Les acteurs des réseaux ont pris la crise sanitaire de plein fouet. Non seulement leurs finances ont subi les effets du confinement, mais les déploiements ont pris du retard, aggravant la situation. Infranum annonce que, sur les objectifs 2020, il faudra compter sur un million de prises en moins.
InfraNum tenait hier une conférence de presse afin de présenter les résultats de l’étude que l’association a mené avec les cabinets EY et Tactis. Un second point d’étape pour la fédération des industriels des réseaux, puisqu’elle a déjà conduit une enquête auprès de ses adhérents au plus fort de la crise sanitaire. Et le constat aujourd’hui est le même qu’alors : si la maintenance des équipements a pu être assurée ces trois derniers mois, le secteur a comme de nombreux autres été impacté par la pandémie et les mesures prises pour l’affronter.
Ainsi l’activité n’a jamais été totalement interrompue mais, pendant le confinement, réduite de plus de moitié sur les déploiements fixes et mobiles. Depuis le 11 mai, elle a pu reprendre à 75% de son niveau pré-crise et un retour à 90% est prévu vers septembre. Les entreprises ont ressenti les effets de ce ralentissement, amplifiés par des “freins opérationnels”, tels que les problèmes rencontrés dans l’obtention d’autorisations, l’annulation de projets ou encore les difficultés de déplacements.
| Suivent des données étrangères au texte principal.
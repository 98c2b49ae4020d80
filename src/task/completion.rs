/*!
 * Completion Handles
 *
 * Future-like handle for a submitted task, backed by state shared with the
 * executor-side `Completer`.
 *
 * # Lifetimes
 *
 * - `Completer` dropped before publishing: the handle is detached and every
 *   waiter wakes with "no result".
 * - `Completion` dropped first: the executor still publishes; nobody reads it.
 *
 * Neither side holds a reference to the other, so no teardown order can
 * leave a dangling pointer.
 */

use crate::core::types::{ErrorCode, StatusCode, NO_ERROR};
use parking_lot::{Condvar, Mutex};
use std::fmt;
use std::sync::Arc;
use std::time::{Duration, Instant};

struct CompletionState<T> {
    complete: bool,
    detached: bool,
    error: ErrorCode,
    status: Option<StatusCode>,
    task: Option<T>,
}

impl<T> CompletionState<T> {
    #[inline]
    fn settled(&self) -> bool {
        self.complete || self.detached
    }
}

struct Shared<T> {
    state: Mutex<CompletionState<T>>,
    signal: Condvar,
}

/// Submitter's handle on a task outcome
pub struct Completion<T> {
    shared: Arc<Shared<T>>,
}

/// Executor's side of a completion; publishes exactly once
pub struct Completer<T> {
    shared: Arc<Shared<T>>,
    published: bool,
}

impl<T> Completion<T> {
    /// Create a linked handle / completer pair
    pub fn pair() -> (Completer<T>, Completion<T>) {
        let shared = Arc::new(Shared {
            state: Mutex::new(CompletionState {
                complete: false,
                detached: false,
                error: NO_ERROR,
                status: None,
                task: None,
            }),
            signal: Condvar::new(),
        });
        (
            Completer {
                shared: Arc::clone(&shared),
                published: false,
            },
            Completion { shared },
        )
    }

    /// Block until the task completes or is destroyed
    ///
    /// Returns true if a result is available, false if the task was
    /// destroyed before it completed.
    pub fn wait_for_result(&self) -> bool {
        let mut state = self.shared.state.lock();
        while !state.settled() {
            self.shared.signal.wait(&mut state);
        }
        state.complete
    }

    /// Like `wait_for_result`, returning `None` if `timeout` elapses first
    pub fn wait_for_result_timeout(&self, timeout: Duration) -> Option<bool> {
        let deadline = Instant::now() + timeout;
        let mut state = self.shared.state.lock();
        while !state.settled() {
            if self
                .shared
                .signal
                .wait_until(&mut state, deadline)
                .timed_out()
            {
                break;
            }
        }
        state.settled().then_some(state.complete)
    }

    pub fn has_result(&self) -> bool {
        self.shared.state.lock().complete
    }

    pub fn has_error(&self) -> bool {
        self.shared.state.lock().error != NO_ERROR
    }

    /// Recorded error code (`0` when none)
    pub fn error(&self) -> ErrorCode {
        self.shared.state.lock().error
    }

    /// Status returned by a successful `run`
    pub fn status(&self) -> Option<StatusCode> {
        self.shared.state.lock().status
    }

    pub fn is_detached(&self) -> bool {
        self.shared.state.lock().detached
    }

    /// Take back a finished task that was submitted with `retain_on_finish`
    pub fn take_task(&self) -> Option<T> {
        self.shared.state.lock().task.take()
    }
}

impl<T> Clone for Completion<T> {
    fn clone(&self) -> Self {
        Self {
            shared: Arc::clone(&self.shared),
        }
    }
}

impl<T> fmt::Debug for Completion<T> {
    fn fmt(&self, f: &mut fmt::Formatter<'_>) -> fmt::Result {
        let state = self.shared.state.lock();
        f.debug_struct("Completion")
            .field("complete", &state.complete)
            .field("detached", &state.detached)
            .field("error", &state.error)
            .field("status", &state.status)
            .finish()
    }
}

impl<T> Completer<T> {
    /// Publish the outcome and wake every waiter
    pub fn complete(mut self, status: Option<StatusCode>, error: ErrorCode, task: Option<T>) {
        {
            let mut state = self.shared.state.lock();
            state.complete = true;
            state.status = status;
            state.error = error;
            state.task = task;
        }
        self.published = true;
        self.shared.signal.notify_all();
    }

    /// True while at least one `Completion` handle is still alive
    pub fn is_observed(&self) -> bool {
        Arc::strong_count(&self.shared) > 1
    }
}

impl<T> Drop for Completer<T> {
    fn drop(&mut self) {
        if self.published {
            return;
        }
        self.shared.state.lock().detached = true;
        self.shared.signal.notify_all();
    }
}

#[cfg(test)]
mod tests {
    use super::*;
    use std::thread;

    #[test]
    fn test_complete_wakes_waiter() {
        let (completer, completion) = Completion::<()>::pair();
        let waiter = {
            let completion = completion.clone();
            thread::spawn(move || completion.wait_for_result())
        };
        thread::sleep(Duration::from_millis(10));
        completer.complete(Some(0), NO_ERROR, None);
        assert!(waiter.join().unwrap());
        assert!(completion.has_result());
        assert_eq!(completion.status(), Some(0));
    }

    #[test]
    fn test_dropped_completer_detaches() {
        let (completer, completion) = Completion::<()>::pair();
        drop(completer);
        assert!(!completion.wait_for_result());
        assert!(completion.is_detached());
        assert!(!completion.has_result());
    }

    #[test]
    fn test_timeout_without_outcome() {
        let (_completer, completion) = Completion::<()>::pair();
        assert_eq!(
            completion.wait_for_result_timeout(Duration::from_millis(5)),
            None
        );
    }

    #[test]
    fn test_error_and_retained_task() {
        let (completer, completion) = Completion::pair();
        completer.complete(None, 9, Some("payload"));
        assert!(completion.wait_for_result());
        assert!(completion.has_error());
        assert_eq!(completion.error(), 9);
        assert_eq!(completion.take_task(), Some("payload"));
        assert_eq!(completion.take_task(), None);
    }

    #[test]
    fn test_observed_tracks_handles() {
        let (completer, completion) = Completion::<()>::pair();
        assert!(completer.is_observed());
        drop(completion);
        assert!(!completer.is_observed());
        completer.complete(None, NO_ERROR, None);
    }
}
Bilan, une perte de 36% de leur chiffre d’affaires pour les acteurs de la filière, qui déplorent pour 30% d’entre eux des difficultés de trésorerie. Et des surcoûts lors du confinement et encore après, imputés “aux retards de déploiement et à la mise en place des mesures barrières”. Pour autant, seule une faible minorité envisage de licencier, et ils sont encore moins nombreux ceux qui prévoient une liquidation.
Un million de prises en moins
Sur ces “retards de déploiement”, InfraNum tire le signal d’alarme. “Alors que 2020 devait être l'année de tous les records avec un prévisionnel reconstitué des opérateurs à 5,3 millions de prises déployées, celles-ci ne devraient être que 4,3 millions” fait remarquer la fédération. Et encore, sous réserve que des mesures de reprises soient mises en place rapidement. Dans son scénario, les zones RIP et AMII seront les plus durement impactées par ce “ralentissement brutal”. “Conséquence directe : plusieurs mois de retard par rapport aux objectifs de déploiements initiaux”.
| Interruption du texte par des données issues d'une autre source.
/*!
 * Double-Buffered Queue Tests
 * Capacity, swap and FIFO behavior across writer threads
 */

use cothread::{DoubleBufferedQueue, SwapOutcome};
use pretty_assertions::assert_eq;
use proptest::prelude::*;
use std::sync::Arc;
use std::thread;
use std::time::{Duration, Instant};

#[test]
fn test_push_rejects_when_write_region_full() {
    let queue = DoubleBufferedQueue::new(2);
    assert!(queue.push(1).is_ok());
    assert!(queue.push(2).is_ok());
    assert_eq!(queue.push(3), Err(3));
    assert_eq!(queue.write_len(), 2);
}

#[test]
fn test_swap_exposes_writes_in_order() {
    let mut queue = DoubleBufferedQueue::new(8);
    for i in 0..5 {
        queue.push(i).unwrap();
    }
    assert_eq!(queue.pop(), None);

    assert_eq!(queue.swap(), SwapOutcome::Swapped(5));
    assert!(queue.is_write_empty());
    let drained: Vec<_> = queue.drain().collect();
    assert_eq!(drained, vec![0, 1, 2, 3, 4]);
}

#[test]
fn test_swap_frees_write_capacity() {
    let mut queue = DoubleBufferedQueue::new(2);
    queue.push("a").unwrap();
    queue.push("b").unwrap();
    assert!(queue.push("c").is_err());

    queue.swap();
    assert!(queue.push("c").is_ok());
    assert_eq!(queue.read_len(), 2);
    assert_eq!(queue.write_len(), 1);
}

#[test]
fn test_swap_keeps_unread_items() {
    let mut queue = DoubleBufferedQueue::new(4);
    queue.push(1).unwrap();
    queue.swap();
    queue.push(2).unwrap();

    assert_eq!(queue.swap(), SwapOutcome::Pending(1));
    assert_eq!(queue.peek(), Some(&1));
    assert_eq!(queue.write_len(), 1);

    assert_eq!(queue.pop(), Some(1));
    assert_eq!(queue.swap(), SwapOutcome::Swapped(1));
    assert_eq!(queue.pop(), Some(2));
}

#[test]
fn test_swap_discarding_drops_unread() {
    let mut queue = DoubleBufferedQueue::new(4);
    queue.push(1).unwrap();
    queue.push(2).unwrap();
    queue.swap();
    queue.push(3).unwrap();

    assert_eq!(queue.swap_discarding(), 2);
    assert_eq!(queue.pop(), Some(3));
    assert!(queue.is_empty());
}

#[test]
fn test_writers_keep_per_thread_order() {
    let mut queue = DoubleBufferedQueue::new(3 * 100);
    let handles: Vec<_> = (0..3u32)
        .map(|writer_id| {
            let writer = queue.writer();
            thread::spawn(move || {
                for seq in 0..100u32 {
                    writer.push((writer_id, seq)).unwrap();
                }
            })
        })
        .collect();
    for handle in handles {
        handle.join().unwrap();
    }

    assert!(queue.swap().is_swapped());
    let mut last = [None::<u32>; 3];
    let mut total = 0;
    while let Some((writer_id, seq)) = queue.pop() {
        let slot = &mut last[writer_id as usize];
        if let Some(prev) = *slot {
            assert!(seq > prev, "writer {} went backwards", writer_id);
        }
        *slot = Some(seq);
        total += 1;
    }
    assert_eq!(total, 300);
}

#[test]
fn test_wait_for_writes_times_out_when_idle() {
    let queue: DoubleBufferedQueue<u8> = DoubleBufferedQueue::new(1);
    let start = Instant::now();
    assert!(!queue.wait_for_writes(Some(Duration::from_millis(20))));
    assert!(start.elapsed() >= Duration::from_millis(15));
}

#[test]
fn test_wait_for_writes_wakes_on_push() {
    let queue = DoubleBufferedQueue::new(1);
    let writer = queue.writer();
    let pusher = thread::spawn(move || {
        thread::sleep(Duration::from_millis(20));
        writer.push(7u8).unwrap();
    });

    assert!(queue.wait_for_writes(Some(Duration::from_secs(5))));
    pusher.join().unwrap();
}

#[test]
fn test_expand_only_grows() {
    let mut queue = DoubleBufferedQueue::<u8>::new(4);
    assert!(!queue.expand(4));
    assert!(!queue.expand(2));
    assert!(queue.expand(16));
    assert_eq!(queue.capacity(), 16);
    assert_eq!(queue.writer().capacity(), 16);
}

#[test]
fn test_erase_all_releases_owned_items() {
    let tracked = Arc::new(());
    let mut queue = DoubleBufferedQueue::new(4);
    queue.push(Arc::clone(&tracked)).unwrap();
    queue.swap();
    queue.push(Arc::clone(&tracked)).unwrap();
    assert_eq!(Arc::strong_count(&tracked), 3);

    assert_eq!(queue.erase_all(), 2);
    assert_eq!(Arc::strong_count(&tracked), 1);
    assert!(queue.is_empty());
}

#[test]
fn test_take_all_returns_read_side_first() {
    let mut queue = DoubleBufferedQueue::new(4);
    queue.push(1).unwrap();
    queue.swap();
    queue.push(2).unwrap();
    assert_eq!(queue.take_all(), vec![1, 2]);
}

proptest! {
    #[test]
    fn prop_write_region_never_exceeds_capacity(capacity in 1usize..32, pushes in 0usize..96) {
        let queue = DoubleBufferedQueue::new(capacity);
        let accepted = (0..pushes).filter(|&i| queue.push(i).is_ok()).count();
        prop_assert_eq!(accepted, pushes.min(capacity));
        prop_assert_eq!(queue.write_len(), pushes.min(capacity));
    }

    #[test]
    fn prop_swap_preserves_fifo(items in proptest::collection::vec(any::<u16>(), 0..64)) {
        let mut queue = DoubleBufferedQueue::new(64);
        for item in &items {
            queue.push(*item).unwrap();
        }
        prop_assert_eq!(queue.swap(), SwapOutcome::Swapped(items.len()));
        let out: Vec<u16> = queue.drain().collect();
        prop_assert_eq!(out, items);
    }
}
“Si notre écosystème est abîmé, il n'en reste pas moins mobilisé pour se remettre d'aplomb et assurer ses engagements dans le cadre du Plan France Très Haut Débit et du New Deal Mobile, dans l'esprit initial d'une co-construction avec l'Etat et les collectivités locales” insiste Etienne Dugas, le président d’InfraNum, avant de lister l’éventail de mesures qui s’impose pour rattraper ce retard, du moins en partie. Ce pourquoi le concours de l’Etat et des collectivités s’avère nécessaire.
Plan de relance
A commencer par l’activation des “niches de gains d'efficacité non couvertes par la loi ELAN”, à savoir fluidifier les relations entre l’ensemble des parties prenantes de sorte à faciliter les raccordements et les travaux (AG de copropriété, base adresses nationale, supports aériens sur appuis communs, pose en façade, etc.). Ensuite, et dès cet été, InfraNum souhaite que soient réalisées des actions “coup de poing”, encourageant l'Etat à renforcer ses efforts sur la formation et l'emploi et à "assurer des passerelles entre les filières en difficultés et celle des infrastructures numériques, au travers des centres de formation opérationnels et des plateaux labellisés". Concertation public-privé, travail sur les connexions radio et satellitaires, reconnaissance du caractère "essentiel" de la filière ou encore transformation numérique des entreprises sont également au programme.
Enfin, sur le plan financier, la fédération appelle le gouvernement à soutenir les acteurs de la filière par le biais d'avance de phase sur les subventions de l'Etat aux collectivités (via le FSN) de l'ordre de 200 millions d'euros, de renforcement des fonds propres des entreprises via un fond de filière et du gel des pénalités de retard en lien avec la crise sanitaire. Des crédits d'impôts (et des fonds de concours) pour les TPE-PME sont en outre souhaités pour "financer le raccordement à une connexion fibre optique professionnelle et de définir des PCA-PRA (plan de continuité d'activité et plan de reprise d'activité)". Telles sont les mesures désirées par InfraNum, soumises à l'exécutif. Il faudra désormais attendre septembre, et le plan de relance qui devrait être dévoilé à l'occasion de la présentation de l'Observatoire du THD2020 pour savoir si les recommandations de la fédération sont suivies ou non.